甲型流感病毒（IAV）严重威胁公共卫生，现有疫苗和抗病毒药物面临耐药性挑战。宿主因子在病毒复制中起关键作用，全基因组 CRISPR 筛选已用于鉴定相关因子，但传统方法难以靶向功能性赖氨酸残基。本研究利用腺嘌呤碱基编辑器（ABEs）构建靶向 215,689 个赖氨酸密码子的 sgRNA 文库，在 hTERT-RPE1 细胞中筛选 IAV 复制必需的宿主因子及赖氨酸位点。通过多轮病毒感染和下一代测序（NGS）分析，结合 MAGeCKiBAR 算法，鉴定出 26 个显著富集的赖氨酸密码子靶向 sgRNA，涉及 GSTM4、FLNC、HMGB1、ZNF236、GRIP1、PXN 等基因。

桩蛋白（Paxillin，由 PXN 编码）在筛选中被确定为重要宿主因子。敲低或敲除 PXN 显著降低多种 IAV 毒株（WSN、PR8、VN04-HALo、H9N2）在细胞系（A549、RPE1）中的复制，病毒滴度下降 1-2 log。
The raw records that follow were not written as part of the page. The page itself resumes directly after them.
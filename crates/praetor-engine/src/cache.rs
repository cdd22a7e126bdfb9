//! Bounded TTL + LRU cache shared by the program cache and the decision cache.
//!
//! Entries are spread over a few independently locked shards, each an O(1)
//! LRU list. Expiry is checked lazily on access. Before an insert, expired
//! entries at the cold end of the shard are dropped; if the shard is still
//! full its least recently used entry goes. Recency is tracked per shard, so
//! with more than one shard eviction order is approximately LRU.

use std::borrow::Borrow;
use std::collections::hash_map::RandomState;
use std::hash::{BuildHasher, Hash};
use std::num::NonZeroUsize;
use std::sync::atomic::{AtomicU64, Ordering};
use std::time::{Duration, Instant};

use lru::LruCache;
use parking_lot::Mutex;
use serde::Serialize;

/// Entries per shard before another shard is added.
const SHARD_SPAN: usize = 1024;
const MAX_SHARDS: usize = 16;

struct Slot<V> {
    value: V,
    inserted: Instant,
}

/// Snapshot of cache counters.
#[derive(Debug, Clone, Copy, PartialEq, Serialize)]
pub struct CacheStats {
    pub hits: u64,
    pub misses: u64,
    pub evictions: u64,
    pub size: usize,
    pub capacity: usize,
    pub hit_rate: f64,
}

pub struct TtlLruCache<K, V> {
    shards: Box<[Mutex<LruCache<K, Slot<V>>>]>,
    hasher: RandomState,
    capacity: usize,
    ttl: Duration,
    hits: AtomicU64,
    misses: AtomicU64,
    evictions: AtomicU64,
}

impl<K, V> TtlLruCache<K, V>
where
    K: Eq + Hash,
    V: Clone,
{
    pub fn new(capacity: usize, ttl: Duration) -> Self {
        let capacity = capacity.max(1);
        let shard_count = (capacity / SHARD_SPAN).clamp(1, MAX_SHARDS);
        let per_shard = NonZeroUsize::new(capacity.div_ceil(shard_count)).unwrap_or(NonZeroUsize::MIN);
        Self {
            shards: (0..shard_count).map(|_| Mutex::new(LruCache::new(per_shard))).collect(),
            hasher: RandomState::new(),
            capacity,
            ttl,
            hits: AtomicU64::new(0),
            misses: AtomicU64::new(0),
            evictions: AtomicU64::new(0),
        }
    }

    fn shard<Q>(&self, key: &Q) -> &Mutex<LruCache<K, Slot<V>>>
    where
        Q: Hash + ?Sized,
    {
        let idx = (self.hasher.hash_one(key) % self.shards.len() as u64) as usize;
        &self.shards[idx]
    }

    fn is_expired(&self, slot: &Slot<V>, now: Instant) -> bool {
        now.duration_since(slot.inserted) >= self.ttl
    }

    pub fn get<Q>(&self, key: &Q) -> Option<V>
    where
        K: Borrow<Q>,
        Q: Eq + Hash + ?Sized,
    {
        let now = Instant::now();
        let mut shard = self.shard(key).lock();
        if let Some(slot) = shard.get(key) {
            if !self.is_expired(slot, now) {
                let value = slot.value.clone();
                self.hits.fetch_add(1, Ordering::Relaxed);
                return Some(value);
            }
            shard.pop(key);
            self.evictions.fetch_add(1, Ordering::Relaxed);
        }
        self.misses.fetch_add(1, Ordering::Relaxed);
        None
    }

    pub fn insert(&self, key: K, value: V) {
        let now = Instant::now();
        let slot = Slot { value, inserted: now };
        let mut shard = self.shard(&key).lock();

        if shard.contains(&key) {
            shard.put(key, slot);
            return;
        }

        let mut evicted = 0;
        while shard.peek_lru().is_some_and(|(_, s)| self.is_expired(s, now)) {
            shard.pop_lru();
            evicted += 1;
        }
        if shard.len() >= shard.cap().get() && shard.pop_lru().is_some() {
            evicted += 1;
        }
        shard.put(key, slot);

        if evicted > 0 {
            self.evictions.fetch_add(evicted, Ordering::Relaxed);
        }
    }

    pub fn clear(&self) {
        for shard in self.shards.iter() {
            shard.lock().clear();
        }
    }

    pub fn len(&self) -> usize {
        self.shards.iter().map(|s| s.lock().len()).sum()
    }

    pub fn is_empty(&self) -> bool {
        self.len() == 0
    }

    pub fn stats(&self) -> CacheStats {
        let hits = self.hits.load(Ordering::Relaxed);
        let misses = self.misses.load(Ordering::Relaxed);
        let lookups = hits + misses;
        CacheStats {
            hits,
            misses,
            evictions: self.evictions.load(Ordering::Relaxed),
            size: self.len(),
            capacity: self.capacity,
            hit_rate: if lookups == 0 { 0.0 } else { hits as f64 / lookups as f64 },
        }
    }
}
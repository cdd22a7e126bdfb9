//! Shared error type across praetor crates.

use std::fmt;

use thiserror::Error;

/// Stable error codes (diagnostics only, never an allow/deny signal).
#[derive(Debug, Clone, Copy, PartialEq, Eq, Hash)]
pub enum ErrorCode {
    /// Malformed expression.
    Parse,
    /// Runtime expression failure (missing attribute, null dereference, budget).
    Evaluation,
    /// Operator/function type mismatch.
    Type,
    /// Anything else raised by the evaluator.
    Unknown,
    /// Check or per-action evaluation exceeded its deadline.
    Timeout,
    /// Internal cache failure (treated as a miss).
    Cache,
    /// Structurally invalid check request.
    InvalidRequest,
    /// Policy rejected at load time.
    InvalidPolicy,
    /// Engine configuration rejected.
    Config,
    /// Unsupported config/schema version.
    UnsupportedVersion,
}

impl ErrorCode {
    /// String representation used in logs, metrics and serialized stats.
    pub fn as_str(self) -> &'static str {
        match self {
            ErrorCode::Parse => "PARSE",
            ErrorCode::Evaluation => "EVALUATION",
            ErrorCode::Type => "TYPE",
            ErrorCode::Unknown => "UNKNOWN",
            ErrorCode::Timeout => "TIMEOUT",
            ErrorCode::Cache => "CACHE",
            ErrorCode::InvalidRequest => "INVALID_REQUEST",
            ErrorCode::InvalidPolicy => "INVALID_POLICY",
            ErrorCode::Config => "CONFIG",
            ErrorCode::UnsupportedVersion => "UNSUPPORTED_VERSION",
        }
    }
}

/// Expression error taxonomy.
#[derive(Debug, Clone, Copy, PartialEq, Eq, Hash)]
pub enum ExprErrorKind {
    Parse,
    Evaluation,
    Type,
    Unknown,
}

impl ExprErrorKind {
    pub const ALL: [ExprErrorKind; 4] = [
        ExprErrorKind::Parse,
        ExprErrorKind::Evaluation,
        ExprErrorKind::Type,
        ExprErrorKind::Unknown,
    ];

    pub fn as_str(self) -> &'static str {
        match self {
            ExprErrorKind::Parse => "parse",
            ExprErrorKind::Evaluation => "evaluation",
            ExprErrorKind::Type => "type",
            ExprErrorKind::Unknown => "unknown",
        }
    }
}

impl fmt::Display for ExprErrorKind {
    fn fmt(&self, f: &mut fmt::Formatter<'_>) -> fmt::Result {
        f.write_str(self.as_str())
    }
}

/// Error raised while compiling or evaluating an expression.
#[derive(Debug, Clone, PartialEq, Error)]
#[error("{kind} error: {message}")]
pub struct ExprError {
    pub kind: ExprErrorKind,
    pub message: String,
}

impl ExprError {
    pub fn parse(message: impl Into<String>) -> Self {
        Self { kind: ExprErrorKind::Parse, message: message.into() }
    }

    pub fn eval(message: impl Into<String>) -> Self {
        Self { kind: ExprErrorKind::Evaluation, message: message.into() }
    }

    pub fn type_mismatch(message: impl Into<String>) -> Self {
        Self { kind: ExprErrorKind::Type, message: message.into() }
    }

    pub fn unknown(message: impl Into<String>) -> Self {
        Self { kind: ExprErrorKind::Unknown, message: message.into() }
    }
}

/// Shared result type.
pub type Result<T> = std::result::Result<T, PdpError>;

/// Unified error type used by core and engine.
#[derive(Debug, Error)]
pub enum PdpError {
    #[error("parse error: {0}")]
    Parse(String),
    #[error("evaluation error: {0}")]
    Evaluation(String),
    #[error("type error: {0}")]
    Type(String),
    #[error("unknown error: {0}")]
    Unknown(String),
    #[error("timed out after {0} ms")]
    Timeout(u64),
    #[error("cache: {0}")]
    Cache(String),
    #[error("invalid request: {0}")]
    InvalidRequest(String),
    #[error("invalid policy `{policy}`: {reason}")]
    InvalidPolicy { policy: String, reason: String },
    #[error("config: {0}")]
    Config(String),
    #[error("unsupported config version")]
    UnsupportedVersion,
}

impl PdpError {
    /// Map internal error to a stable code.
    pub fn code(&self) -> ErrorCode {
        match self {
            PdpError::Parse(_) => ErrorCode::Parse,
            PdpError::Evaluation(_) => ErrorCode::Evaluation,
            PdpError::Type(_) => ErrorCode::Type,
            PdpError::Unknown(_) => ErrorCode::Unknown,
            PdpError::Timeout(_) => ErrorCode::Timeout,
            PdpError::Cache(_) => ErrorCode::Cache,
            PdpError::InvalidRequest(_) => ErrorCode::InvalidRequest,
            PdpError::InvalidPolicy { .. } => ErrorCode::InvalidPolicy,
            PdpError::Config(_) => ErrorCode::Config,
            PdpError::UnsupportedVersion => ErrorCode::UnsupportedVersion,
        }
    }

    pub fn invalid_policy(policy: impl Into<String>, reason: impl Into<String>) -> Self {
        PdpError::InvalidPolicy { policy: policy.into(), reason: reason.into() }
    }
}

impl From<ExprError> for PdpError {
    fn from(e: ExprError) -> Self {
        match e.kind {
            ExprErrorKind::Parse => PdpError::Parse(e.message),
            ExprErrorKind::Evaluation => PdpError::Evaluation(e.message),
            ExprErrorKind::Type => PdpError::Type(e.message),
            ExprErrorKind::Unknown => PdpError::Unknown(e.message),
        }
    }
}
在体内实验中，利用肽共轭磷酸二酰胺吗啉代寡聚物（PPMOs）抑制小鼠肺中桩蛋白表达，可减轻病毒感染引起的体重下降和肺组织损伤，病毒滴度降低约 0.5 log，50% 小鼠存活，而对照组全部死亡。Western blot 和免疫荧光显示，IAV 感染诱导桩蛋白表达上调，且与病毒核蛋白（NP）存在动态共定位，提示其在病毒感染早期发挥作用。

进一步研究表明，桩蛋白影响 IAV 的内体运输阶段。在病毒吸附后，敲低桩蛋白不影响病毒与细胞表面的结合，但显著减少核内 NP 的积累。酸旁路实验显示，当病毒直接在细胞膜融合进入时，桩蛋白敲低对病毒复制无显著影响，而在正常内吞途径中则抑制病毒感染，表明桩蛋白作用于病毒内吞后至膜融合前的内体运输步骤。此外，桩蛋白敲低不影响 VSV（内吞进入病毒）的复制，但对 SeV、RSV 等非内吞进入病毒无显著影响，进一步支持其在内体依赖病毒进入中的特异性作用。

桩蛋白有 α、β、γ、δ 四种剪接亚型，其中 δ 亚型仅表达于上皮细胞，具有较短的 N 端。筛选中富集的 sgRNA 靶向桩蛋白 δ 的赖氨酸 68（K68）和 β 等亚型的赖氨酸 201（K201）。功能拯救实验表明，野生型桩蛋白 δ 可恢复敲低细胞中的病毒复制，而 K68 突变型（K68E/G/R）则不能；相比之下，桩蛋白 β 及其 K201 突变型均无法拯救病毒复制，表明 δ 亚型的 K68 位点是关键功能位点。机制研究发现，桩蛋白 δ 的 K68 位点发生 K6 型泛素化修饰，IAV 感染可下调其 K6 泛素化水平。免疫共沉淀显示，桩蛋白 δ 与病毒血凝素（HA）结合，且 K68 突变显著减弱两者的相互作用，提示 K68 泛素化可能通过促进桩蛋白 δ 与 HA 的结合，调控病毒内体运输过程。

本研究通过全基因组碱基编辑筛选，首次揭示桩蛋白 δ 的 K68 位点经 K6 型泛素化修饰，通过调控内体依赖的病毒进入过程促进 IAV 复制。该发现拓展了对宿主 - 病毒相互作用的理解，为开发以桩蛋白及其泛素化通路为靶点的广谱抗流感病毒药物提供了新方向。未来研究可进一步探索桩蛋白 δ 与 HA 相互作用的时空特异性及泛素化修饰的调控机制，为靶向宿主因子的抗病毒策略提供更深入的理论依据。